• [WORK TO BE COMPLETED]:
Every line from the one with "if param.is_output() &&" to the one with "role: HandleRole) ->", including those two, is to be copied exactly; all other lines of the entries below are left out.

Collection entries
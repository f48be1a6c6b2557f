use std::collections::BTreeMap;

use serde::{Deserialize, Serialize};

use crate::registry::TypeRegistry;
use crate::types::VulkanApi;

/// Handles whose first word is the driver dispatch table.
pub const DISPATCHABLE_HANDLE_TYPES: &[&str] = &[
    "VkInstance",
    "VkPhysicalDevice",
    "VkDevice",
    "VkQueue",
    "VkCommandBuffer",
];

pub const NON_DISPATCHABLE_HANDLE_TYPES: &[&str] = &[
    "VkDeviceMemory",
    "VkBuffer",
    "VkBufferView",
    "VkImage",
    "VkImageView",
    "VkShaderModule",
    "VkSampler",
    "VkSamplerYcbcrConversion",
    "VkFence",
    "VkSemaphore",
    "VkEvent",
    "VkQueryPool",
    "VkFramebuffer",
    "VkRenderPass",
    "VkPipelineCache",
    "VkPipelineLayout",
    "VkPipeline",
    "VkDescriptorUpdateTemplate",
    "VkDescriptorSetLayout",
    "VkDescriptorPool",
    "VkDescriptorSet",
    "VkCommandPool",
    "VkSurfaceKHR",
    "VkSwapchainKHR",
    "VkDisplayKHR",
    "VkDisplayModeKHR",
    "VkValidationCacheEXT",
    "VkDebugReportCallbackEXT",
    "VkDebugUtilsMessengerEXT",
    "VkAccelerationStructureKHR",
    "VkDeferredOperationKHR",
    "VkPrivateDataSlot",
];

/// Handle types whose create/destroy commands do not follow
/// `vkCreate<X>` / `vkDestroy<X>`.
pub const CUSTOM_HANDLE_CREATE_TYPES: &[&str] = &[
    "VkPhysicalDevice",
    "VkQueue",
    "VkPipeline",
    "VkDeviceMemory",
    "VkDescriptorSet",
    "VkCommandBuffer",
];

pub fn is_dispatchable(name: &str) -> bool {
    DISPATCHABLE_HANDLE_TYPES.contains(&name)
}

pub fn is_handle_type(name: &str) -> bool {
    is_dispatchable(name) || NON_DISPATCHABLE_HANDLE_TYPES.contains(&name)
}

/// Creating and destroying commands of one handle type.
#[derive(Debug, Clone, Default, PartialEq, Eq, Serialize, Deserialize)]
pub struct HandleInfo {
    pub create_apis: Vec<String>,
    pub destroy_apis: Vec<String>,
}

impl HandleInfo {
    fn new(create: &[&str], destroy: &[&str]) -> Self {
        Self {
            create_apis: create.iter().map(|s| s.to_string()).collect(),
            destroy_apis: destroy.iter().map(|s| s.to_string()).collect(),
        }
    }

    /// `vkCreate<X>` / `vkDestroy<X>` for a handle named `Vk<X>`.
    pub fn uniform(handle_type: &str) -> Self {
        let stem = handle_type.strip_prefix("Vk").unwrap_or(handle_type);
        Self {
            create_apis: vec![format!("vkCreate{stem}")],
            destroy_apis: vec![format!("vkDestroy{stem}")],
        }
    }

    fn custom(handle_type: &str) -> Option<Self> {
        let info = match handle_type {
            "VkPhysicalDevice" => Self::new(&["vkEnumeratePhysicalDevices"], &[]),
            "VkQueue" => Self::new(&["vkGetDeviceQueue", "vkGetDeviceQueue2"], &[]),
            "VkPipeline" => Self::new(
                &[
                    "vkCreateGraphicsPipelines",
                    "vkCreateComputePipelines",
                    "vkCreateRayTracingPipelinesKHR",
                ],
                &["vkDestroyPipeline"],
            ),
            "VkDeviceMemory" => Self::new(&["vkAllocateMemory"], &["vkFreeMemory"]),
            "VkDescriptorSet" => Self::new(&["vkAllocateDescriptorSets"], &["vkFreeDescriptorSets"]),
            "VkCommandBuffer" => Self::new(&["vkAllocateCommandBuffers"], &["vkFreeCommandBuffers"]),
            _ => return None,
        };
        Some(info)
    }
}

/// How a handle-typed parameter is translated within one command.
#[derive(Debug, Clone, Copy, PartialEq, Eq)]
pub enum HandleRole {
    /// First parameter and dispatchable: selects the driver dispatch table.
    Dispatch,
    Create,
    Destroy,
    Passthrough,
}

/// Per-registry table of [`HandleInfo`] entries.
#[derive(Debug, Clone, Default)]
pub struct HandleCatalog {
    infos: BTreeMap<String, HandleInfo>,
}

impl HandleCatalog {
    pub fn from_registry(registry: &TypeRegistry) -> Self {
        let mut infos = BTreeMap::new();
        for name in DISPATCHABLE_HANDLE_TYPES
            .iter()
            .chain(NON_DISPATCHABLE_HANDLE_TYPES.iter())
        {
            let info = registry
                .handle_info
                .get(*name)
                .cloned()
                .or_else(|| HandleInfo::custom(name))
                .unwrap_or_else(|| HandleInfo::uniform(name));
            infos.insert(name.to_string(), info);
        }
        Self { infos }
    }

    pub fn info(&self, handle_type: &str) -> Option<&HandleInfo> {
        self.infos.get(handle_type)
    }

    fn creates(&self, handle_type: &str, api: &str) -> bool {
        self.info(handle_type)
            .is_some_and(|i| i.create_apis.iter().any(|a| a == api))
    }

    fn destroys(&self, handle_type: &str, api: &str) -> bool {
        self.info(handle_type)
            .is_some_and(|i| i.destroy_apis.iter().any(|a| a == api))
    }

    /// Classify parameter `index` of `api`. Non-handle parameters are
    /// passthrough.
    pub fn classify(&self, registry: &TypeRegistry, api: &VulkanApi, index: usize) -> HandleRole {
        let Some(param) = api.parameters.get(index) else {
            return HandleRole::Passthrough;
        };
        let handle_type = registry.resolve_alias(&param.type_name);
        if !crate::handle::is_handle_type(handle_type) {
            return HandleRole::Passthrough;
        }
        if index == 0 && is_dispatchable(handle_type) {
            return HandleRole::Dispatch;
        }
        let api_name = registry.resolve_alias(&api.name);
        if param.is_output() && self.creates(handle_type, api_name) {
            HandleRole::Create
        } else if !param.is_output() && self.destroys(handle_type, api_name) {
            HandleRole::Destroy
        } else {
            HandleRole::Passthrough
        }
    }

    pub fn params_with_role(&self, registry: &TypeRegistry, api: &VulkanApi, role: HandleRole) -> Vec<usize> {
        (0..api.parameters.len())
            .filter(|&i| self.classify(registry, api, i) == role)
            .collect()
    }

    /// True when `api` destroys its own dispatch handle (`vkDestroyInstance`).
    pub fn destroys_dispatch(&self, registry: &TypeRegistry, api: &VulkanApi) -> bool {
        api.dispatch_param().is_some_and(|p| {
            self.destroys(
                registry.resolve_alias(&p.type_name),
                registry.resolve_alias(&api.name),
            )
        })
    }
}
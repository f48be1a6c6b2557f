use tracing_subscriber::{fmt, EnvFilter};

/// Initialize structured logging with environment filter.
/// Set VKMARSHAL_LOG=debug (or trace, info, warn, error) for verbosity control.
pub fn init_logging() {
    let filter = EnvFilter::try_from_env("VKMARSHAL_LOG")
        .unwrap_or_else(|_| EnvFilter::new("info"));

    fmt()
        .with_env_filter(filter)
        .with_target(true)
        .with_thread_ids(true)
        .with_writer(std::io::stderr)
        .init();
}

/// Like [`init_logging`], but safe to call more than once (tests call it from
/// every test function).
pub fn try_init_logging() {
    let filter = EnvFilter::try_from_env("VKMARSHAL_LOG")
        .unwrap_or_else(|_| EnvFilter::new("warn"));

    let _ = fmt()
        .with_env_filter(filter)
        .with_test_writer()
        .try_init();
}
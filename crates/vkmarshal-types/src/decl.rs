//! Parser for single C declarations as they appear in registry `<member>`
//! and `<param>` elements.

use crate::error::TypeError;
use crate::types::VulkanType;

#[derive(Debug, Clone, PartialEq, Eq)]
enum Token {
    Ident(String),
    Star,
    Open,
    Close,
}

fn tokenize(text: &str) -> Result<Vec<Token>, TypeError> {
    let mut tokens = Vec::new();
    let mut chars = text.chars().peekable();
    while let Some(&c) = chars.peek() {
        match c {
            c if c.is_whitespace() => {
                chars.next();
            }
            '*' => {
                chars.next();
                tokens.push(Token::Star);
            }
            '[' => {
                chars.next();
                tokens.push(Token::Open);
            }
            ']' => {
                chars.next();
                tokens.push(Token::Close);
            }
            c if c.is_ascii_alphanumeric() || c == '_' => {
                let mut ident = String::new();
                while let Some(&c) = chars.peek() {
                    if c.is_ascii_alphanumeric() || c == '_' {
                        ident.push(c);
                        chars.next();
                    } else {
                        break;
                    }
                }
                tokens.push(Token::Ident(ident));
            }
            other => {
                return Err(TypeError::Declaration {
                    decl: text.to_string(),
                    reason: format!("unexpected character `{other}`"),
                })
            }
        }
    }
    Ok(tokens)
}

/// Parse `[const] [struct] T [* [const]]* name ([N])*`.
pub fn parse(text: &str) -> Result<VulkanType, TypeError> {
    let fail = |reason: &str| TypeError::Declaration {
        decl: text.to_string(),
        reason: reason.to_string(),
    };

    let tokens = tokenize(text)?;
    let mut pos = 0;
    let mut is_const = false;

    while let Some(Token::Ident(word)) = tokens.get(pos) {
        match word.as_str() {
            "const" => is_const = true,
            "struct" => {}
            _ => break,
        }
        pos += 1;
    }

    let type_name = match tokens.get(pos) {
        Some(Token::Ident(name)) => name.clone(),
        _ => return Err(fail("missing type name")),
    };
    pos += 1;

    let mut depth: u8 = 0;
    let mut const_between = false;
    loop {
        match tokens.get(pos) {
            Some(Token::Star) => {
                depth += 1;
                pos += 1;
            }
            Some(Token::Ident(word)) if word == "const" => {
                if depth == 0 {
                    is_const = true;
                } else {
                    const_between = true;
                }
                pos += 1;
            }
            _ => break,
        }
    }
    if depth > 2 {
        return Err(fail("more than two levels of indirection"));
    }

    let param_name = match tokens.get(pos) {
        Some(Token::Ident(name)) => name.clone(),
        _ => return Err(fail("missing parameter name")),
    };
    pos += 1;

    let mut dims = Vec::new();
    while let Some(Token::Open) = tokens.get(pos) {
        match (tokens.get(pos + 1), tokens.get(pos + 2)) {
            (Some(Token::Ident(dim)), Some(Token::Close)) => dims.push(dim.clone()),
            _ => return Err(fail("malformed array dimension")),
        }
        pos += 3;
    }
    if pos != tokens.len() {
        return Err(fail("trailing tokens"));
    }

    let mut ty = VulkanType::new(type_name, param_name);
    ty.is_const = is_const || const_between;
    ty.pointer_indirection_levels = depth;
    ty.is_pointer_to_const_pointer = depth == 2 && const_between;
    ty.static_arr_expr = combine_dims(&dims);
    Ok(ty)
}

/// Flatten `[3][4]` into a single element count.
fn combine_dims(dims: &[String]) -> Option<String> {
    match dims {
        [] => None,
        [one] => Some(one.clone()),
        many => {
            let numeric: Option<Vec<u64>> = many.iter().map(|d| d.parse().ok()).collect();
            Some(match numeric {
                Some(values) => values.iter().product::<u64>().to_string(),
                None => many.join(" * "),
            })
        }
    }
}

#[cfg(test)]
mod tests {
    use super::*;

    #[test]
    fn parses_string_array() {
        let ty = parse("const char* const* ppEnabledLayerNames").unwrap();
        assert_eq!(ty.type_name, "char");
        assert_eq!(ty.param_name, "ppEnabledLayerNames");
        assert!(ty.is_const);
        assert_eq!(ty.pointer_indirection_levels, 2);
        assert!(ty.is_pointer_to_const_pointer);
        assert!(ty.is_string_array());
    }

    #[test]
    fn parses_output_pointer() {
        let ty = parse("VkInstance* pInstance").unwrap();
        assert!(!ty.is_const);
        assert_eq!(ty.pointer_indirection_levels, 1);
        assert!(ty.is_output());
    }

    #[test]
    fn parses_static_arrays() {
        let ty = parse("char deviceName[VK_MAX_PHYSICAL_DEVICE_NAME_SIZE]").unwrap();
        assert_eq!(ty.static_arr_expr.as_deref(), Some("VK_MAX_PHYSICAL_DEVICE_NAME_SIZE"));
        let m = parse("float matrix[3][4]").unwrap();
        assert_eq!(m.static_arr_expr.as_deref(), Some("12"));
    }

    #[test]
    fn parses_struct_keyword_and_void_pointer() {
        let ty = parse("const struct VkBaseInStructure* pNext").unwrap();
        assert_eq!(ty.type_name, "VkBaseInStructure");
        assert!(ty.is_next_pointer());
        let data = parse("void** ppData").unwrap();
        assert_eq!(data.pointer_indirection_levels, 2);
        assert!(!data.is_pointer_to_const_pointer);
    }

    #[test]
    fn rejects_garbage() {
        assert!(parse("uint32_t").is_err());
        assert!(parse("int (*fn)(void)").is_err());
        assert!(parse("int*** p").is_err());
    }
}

• [EXERCISE RESPONSE]:
        if param.is_output() && self.creates(handle_type, api_name) {
            HandleRole::Create
        } else if !param.is_output() && self.destroys(handle_type, api_name) {
            HandleRole::Destroy
        } else {
            HandleRole::Passthrough
        }
    }

    pub fn params_with_role(&self, registry: &TypeRegistry, api: &VulkanApi, role: HandleRole) -> Vec<usize> {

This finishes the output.